1er septembre 2015, Miguelle Benrubi

médecin généraliste, centre de santé intégré Hélios

Après avoir travaillé longtemps dans un quartier excentré et populaire de Liège, Miguelle Benrubi est depuis bientôt deux ans médecin généraliste dans une maison médicale située au centre-ville. Ce changement modifie le cadre de sa pratique et la confronte à de nouvelles histoires de vie : belle occasion pour s’arrêter, faire le point, porter un regard neuf sur une pratique longue de dizaines d’années. Regards sensibles sur de vieilles dames inquiètes de voir le temps passer.

Après avoir travaillé longtemps dans un quartier excentré et populaire de Liège, Miguelle Benrubi est depuis bientôt deux ans médecin généraliste dans une maison médicale située au centre-ville. Ce changement modifie le cadre de sa pratique et la confronte à de nouvelles histoires de vie : belle occasion pour s’arrêter, faire le point, porter un regard neuf sur une pratique longue de dizaines d’années. Regards sensibles sur de vieilles dames inquiètes de voir le temps passer.

Des rencontres singulières

Au centre de Liège, la population est très mélangée. Les studios meublés, loués à un prix bien trop élevé par des vendeurs de sommeil peu scrupuleux, côtoient les appartements de standing dans des immeubles qui longent la Meuse et les grands boulevards. Chaque jour, des personnes jusque-là inconnues, reflet socio-culturel de cette population bigarrée, poussent la porte du centre  ; elles viennent s’inscrire (au forfait), à la recherche d’un médecin généraliste et d’une équipe de soins. Elles entrent «  par hasard  », attirées par la nouvelle enseigne ou conseillées par un proche. Ou bien, elles sont recommandées par l’une ou l’autre association.

Le réseau psycho-médico-social, avec lequel nous avons des contacts depuis l’ouverture, est en effet un relais essentiel. Il nous adresse - dans l’optique d’un accompagnement médical global - les personnes en désarroi, en souffrance mentale, sans ressource, sans logement, en grande solitude, en perte d’autonomie.

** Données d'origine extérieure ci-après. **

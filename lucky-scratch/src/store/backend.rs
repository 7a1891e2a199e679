use super::{EntriesCallback, LocalStore, PersistenceBackend, RemoteStore, Subscription};
use crate::constants::{LEADERBOARD_KEY, LEADERBOARD_PATH, MAX_LEADERBOARD_ENTRIES, PLAYED_USERS_PATH, PLAY_RECORD_KEY};
use crate::error::StoreError;
use crate::types::{LeaderboardEntry, PlayRecord, VisitorId};
use serde_json::Value;
use std::rc::Rc;
use tracing::{debug, error, warn};

/// Browser-style local persistence: one record key and one newest-first entry list.
pub struct LocalBackend {
    store: Rc<dyn LocalStore>,
}

impl LocalBackend {
    pub fn new(store: Rc<dyn LocalStore>) -> Self {
        Self { store }
    }

    fn write_json<T: serde::Serialize + ?Sized>(&self, key: &str, value: &T) -> Result<(), StoreError> {
        let encoded = serde_json::to_string(value).map_err(|err| StoreError::LocalWrite {
            key: key.to_string(),
            reason: err.to_string(),
        })?;
        self.store.set_item(key, &encoded)
    }
}

impl PersistenceBackend for LocalBackend {
    fn name(&self) -> &'static str {
        "local"
    }

    // The local store is already scoped to one client, so the visitor id is not part of the key.
    fn load_record(&self, _visitor: &VisitorId) -> Result<Option<PlayRecord>, StoreError> {
        let Some(raw) = self.store.get_item(PLAY_RECORD_KEY) else {
            return Ok(None);
        };
        match serde_json::from_str(&raw) {
            Ok(record) => Ok(Some(record)),
            Err(err) => {
                warn!(key = PLAY_RECORD_KEY, %err, "ignoring unreadable local play record");
                Ok(None)
            }
        }
    }

    fn store_record(&self, _visitor: &VisitorId, record: &PlayRecord) -> Result<(), StoreError> {
        self.write_json(PLAY_RECORD_KEY, record)
    }

    fn append_entry(&self, entry: &LeaderboardEntry) -> Result<(), StoreError> {
        let mut entries = self.load_entries()?;
        entries.insert(0, entry.clone());
        entries.truncate(MAX_LEADERBOARD_ENTRIES);
        self.write_json(LEADERBOARD_KEY, &entries)
    }

    fn load_entries(&self) -> Result<Vec<LeaderboardEntry>, StoreError> {
        let Some(raw) = self.store.get_item(LEADERBOARD_KEY) else {
            return Ok(Vec::new());
        };
        Ok(serde_json::from_str(&raw).unwrap_or_else(|err| {
            warn!(key = LEADERBOARD_KEY, %err, "ignoring unreadable local leaderboard");
            Vec::new()
        }))
    }

    fn clear_entries(&self) -> Result<(), StoreError> {
        self.store.remove_item(LEADERBOARD_KEY)
    }
}

/// Shared remote persistence. An absent handle means the remote is not configured and every
/// call fails with `StoreError::Unconfigured`.
pub struct RemoteBackend {
    remote: Option<Rc<dyn RemoteStore>>,
}

impl RemoteBackend {
    pub fn new(remote: Option<Rc<dyn RemoteStore>>) -> Self {
        Self { remote }
    }

    fn handle(&self) -> Result<&Rc<dyn RemoteStore>, StoreError> {
        self.remote.as_ref().ok_or(StoreError::Unconfigured)
    }

    /// Keeps only the most recent entries by timestamp. Best effort: the insert that triggered
    /// it has already landed, so failures are logged and dropped.
    fn prune(&self, remote: &Rc<dyn RemoteStore>) {
        let entries = match remote.get(LEADERBOARD_PATH) {
            Ok(value) => decode_entries(value),
            Err(err) => {
                warn!(%err, "skipping leaderboard prune");
                return;
            }
        };
        if entries.len() <= MAX_LEADERBOARD_ENTRIES {
            return;
        }
        let mut by_recency = entries;
        by_recency.sort_by(|a, b| b.timestamp.cmp(&a.timestamp));
        for stale in by_recency.iter().skip(MAX_LEADERBOARD_ENTRIES) {
            let Some(id) = stale.id.as_deref() else {
                continue;
            };
            if let Err(err) = remote.set(&format!("{}/{}", LEADERBOARD_PATH, id), None) {
                warn!(%err, id, "failed to prune leaderboard entry");
                return;
            }
        }
        debug!(removed = by_recency.len() - MAX_LEADERBOARD_ENTRIES, "pruned leaderboard");
    }
}

fn record_path(visitor: &VisitorId) -> String {
    format!("{}/{}", PLAYED_USERS_PATH, visitor)
}

fn malformed(path: &str, err: serde_json::Error) -> StoreError {
    StoreError::Malformed {
        path: path.to_string(),
        reason: err.to_string(),
    }
}

/// Turns a remote collection object into entries carrying their push keys.
pub(crate) fn decode_entries(value: Option<Value>) -> Vec<LeaderboardEntry> {
    let Some(Value::Object(children)) = value else {
        return Vec::new();
    };
    children
        .into_iter()
        .filter_map(|(id, raw)| match serde_json::from_value::<LeaderboardEntry>(raw) {
            Ok(mut entry) => {
                entry.id = Some(id);
                Some(entry)
            }
            Err(err) => {
                warn!(%id, %err, "skipping malformed leaderboard entry");
                None
            }
        })
        .collect()
}

impl PersistenceBackend for RemoteBackend {
    fn name(&self) -> &'static str {
        "remote"
    }

    fn load_record(&self, visitor: &VisitorId) -> Result<Option<PlayRecord>, StoreError> {
        let path = record_path(visitor);
        match self.handle()?.get(&path)? {
            Some(value) => serde_json::from_value(value)
                .map(Some)
                .map_err(|err| malformed(&path, err)),
            None => Ok(None),
        }
    }

    fn store_record(&self, visitor: &VisitorId, record: &PlayRecord) -> Result<(), StoreError> {
        let path = record_path(visitor);
        let value = serde_json::to_value(record).map_err(|err| malformed(&path, err))?;
        self.handle()?.set(&path, Some(value))
    }

    fn append_entry(&self, entry: &LeaderboardEntry) -> Result<(), StoreError> {
        let remote = self.handle()?;
        let value = serde_json::to_value(entry).map_err(|err| malformed(LEADERBOARD_PATH, err))?;
        let key = remote.push(LEADERBOARD_PATH, value)?;
        debug!(%key, amount = entry.amount, "leaderboard entry stored remotely");
        self.prune(remote);
        Ok(())
    }

    fn load_entries(&self) -> Result<Vec<LeaderboardEntry>, StoreError> {
        Ok(decode_entries(self.handle()?.get(LEADERBOARD_PATH)?))
    }

    fn clear_entries(&self) -> Result<(), StoreError> {
        self.handle()?.set(LEADERBOARD_PATH, None)
    }

    fn watch_entries(&self, mut on_change: EntriesCallback) -> Option<Subscription> {
        let remote = self.remote.as_ref()?;
        match remote.subscribe(
            LEADERBOARD_PATH,
            Box::new(move |value| on_change(decode_entries(value))),
        ) {
            Ok(id) => Some(Subscription::new(Rc::clone(remote), id)),
            Err(err) => {
                error!(%err, "failed to subscribe to leaderboard");
                None
            }
        }
    }
}

/// Tries `primary`, and on any failure logs the demotion and answers from `secondary`.
pub struct FallbackBackend<P, S> {
    primary: P,
    secondary: S,
}

impl<P: PersistenceBackend, S: PersistenceBackend> FallbackBackend<P, S> {
    pub fn new(primary: P, secondary: S) -> Self {
        Self { primary, secondary }
    }

    fn demote<T>(
        &self,
        op: &'static str,
        primary: Result<T, StoreError>,
        secondary: impl FnOnce(&S) -> Result<T, StoreError>,
    ) -> Result<T, StoreError> {
        match primary {
            Ok(value) => Ok(value),
            Err(err) => {
                log_demotion(op, self.primary.name(), self.secondary.name(), &err);
                secondary(&self.secondary)
            }
        }
    }
}

fn log_demotion(op: &'static str, from: &'static str, to: &'static str, err: &StoreError) {
    match err {
        StoreError::Unconfigured => debug!(op, from, to, "backend not configured, falling back"),
        StoreError::PermissionDenied { path } => warn!(
            op,
            from,
            to,
            %path,
            "permission denied; check the store access rules, falling back"
        ),
        other => warn!(op, from, to, err = %other, "backend failed, falling back"),
    }
}

impl<P: PersistenceBackend, S: PersistenceBackend> PersistenceBackend for FallbackBackend<P, S> {
    fn name(&self) -> &'static str {
        "fallback"
    }

    fn load_record(&self, visitor: &VisitorId) -> Result<Option<PlayRecord>, StoreError> {
        self.demote("load_record", self.primary.load_record(visitor), |s| s.load_record(visitor))
    }

    fn store_record(&self, visitor: &VisitorId, record: &PlayRecord) -> Result<(), StoreError> {
        self.demote("store_record", self.primary.store_record(visitor, record), |s| {
            s.store_record(visitor, record)
        })
    }

    fn append_entry(&self, entry: &LeaderboardEntry) -> Result<(), StoreError> {
        self.demote("append_entry", self.primary.append_entry(entry), |s| s.append_entry(entry))
    }

    fn load_entries(&self) -> Result<Vec<LeaderboardEntry>, StoreError> {
        self.demote("load_entries", self.primary.load_entries(), |s| s.load_entries())
    }

    fn clear_entries(&self) -> Result<(), StoreError> {
        self.demote("clear_entries", self.primary.clear_entries(), |s| s.clear_entries())
    }

    fn watch_entries(&self, on_change: EntriesCallback) -> Option<Subscription> {
        self.primary.watch_entries(on_change)
    }
}

#[cfg(test)]
mod tests {
    use super::*;
    use crate::store::{MemoryLocalStore, MemoryRemoteStore};
    use serde_json::json;

    fn entry(name: &str, amount: u64, timestamp: u64) -> LeaderboardEntry {
        LeaderboardEntry {
            name: name.into(),
            role: "dev".into(),
            amount,
            role_emoji: "🧑‍💻".into(),
            timestamp,
            quiz_failed: false,
            id: None,
        }
    }

    #[test]
    fn local_list_is_newest_first_and_bounded() {
        let backend = LocalBackend::new(Rc::new(MemoryLocalStore::new()));
        for ts in 0..(MAX_LEADERBOARD_ENTRIES as u64 + 5) {
            backend.append_entry(&entry("p", 10, ts)).unwrap();
        }
        let entries = backend.load_entries().unwrap();
        assert_eq!(entries.len(), MAX_LEADERBOARD_ENTRIES);
        assert_eq!(entries[0].timestamp, MAX_LEADERBOARD_ENTRIES as u64 + 4);
        assert_eq!(entries.last().unwrap().timestamp, 5);
    }

    #[test]
    fn remote_prunes_to_most_recent() {
        let remote = Rc::new(MemoryRemoteStore::new());
        // Oldest entry is pushed last so pruning has to look at timestamps, not keys.
        for ts in 1..=(MAX_LEADERBOARD_ENTRIES as u64) {
            remote
                .push(LEADERBOARD_PATH, serde_json::to_value(entry("p", 1, ts + 10)).unwrap())
                .unwrap();
        }
        let handle: Rc<dyn RemoteStore> = remote.clone();
        let backend = RemoteBackend::new(Some(handle));
        backend.append_entry(&entry("old", 1, 1)).unwrap();
        let entries = backend.load_entries().unwrap();
        assert_eq!(entries.len(), MAX_LEADERBOARD_ENTRIES);
        assert!(entries.iter().all(|e| e.name != "old"));
        assert!(entries.iter().all(|e| e.id.is_some()));
    }

    #[test]
    fn unconfigured_remote_reports_itself() {
        let backend = RemoteBackend::new(None);
        let visitor = VisitorId::new("v");
        assert_eq!(backend.load_record(&visitor), Err(StoreError::Unconfigured));
        assert!(backend.watch_entries(Box::new(|_| {})).is_none());
    }

    #[test]
    fn malformed_remote_entries_are_skipped() {
        let remote = Rc::new(MemoryRemoteStore::new());
        remote.set("leaderboard/a", Some(json!({"bogus": true}))).unwrap();
        remote
            .set("leaderboard/b", Some(serde_json::to_value(entry("ok", 5, 5)).unwrap()))
            .unwrap();
        let handle: Rc<dyn RemoteStore> = remote;
        let entries = RemoteBackend::new(Some(handle)).load_entries().unwrap();
        assert_eq!(entries.len(), 1);
        assert_eq!(entries[0].id.as_deref(), Some("b"));
    }

    #[test]
    fn fallback_answers_from_secondary_on_failure() {
        let remote = Rc::new(MemoryRemoteStore::new());
        remote.set_failure(Some(StoreError::Unavailable("offline".into())));
        let local = Rc::new(MemoryLocalStore::new());
        let handle: Rc<dyn RemoteStore> = remote.clone();
        let backend = FallbackBackend::new(
            RemoteBackend::new(Some(handle)),
            LocalBackend::new(local.clone()),
        );
        backend.append_entry(&entry("an", 50, 1)).unwrap();
        assert_eq!(backend.load_entries().unwrap().len(), 1);
        assert!(local.get_item(LEADERBOARD_KEY).is_some());
        assert_eq!(remote.peek(LEADERBOARD_PATH), None);
    }
}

C’est ainsi qu’ont commencé à s’inscrire des personnes de grand âge, au-delà de 80 ans. Leurs demandes ne m’étaient pas familières, la nécessité d’y répondre a sans doute facilité une mise à distance porteuse de réflexions. Il est touchant de constater combien ces personnes, confrontées jour après jour au déclin de leurs capacités physiques et mentales quelles que soient leur origine sociale et leur histoire de vie, vivent souvent dans un grand désarroi et une profonde solitude.

Le début de la relation est identique  : les personnes arrivent au centre accompagnées par un intervenant social, un concierge d’immeuble bienveillant, un commerçant inquiet… Parfois, c’est un enfant (d’un certain âge déjà) dépassé par la situation qui vient chercher de l’aide pour son vieux parent.

On le sait, c’est dans l’empathie, sans brusquer les choses, en entrant doucement dans l’intimité de la personne souffrante que l’on peut espérer un accompagnement optimal et heureux, qui respecte les désirs du patient et tienne compte de nos inquiétudes de soignants.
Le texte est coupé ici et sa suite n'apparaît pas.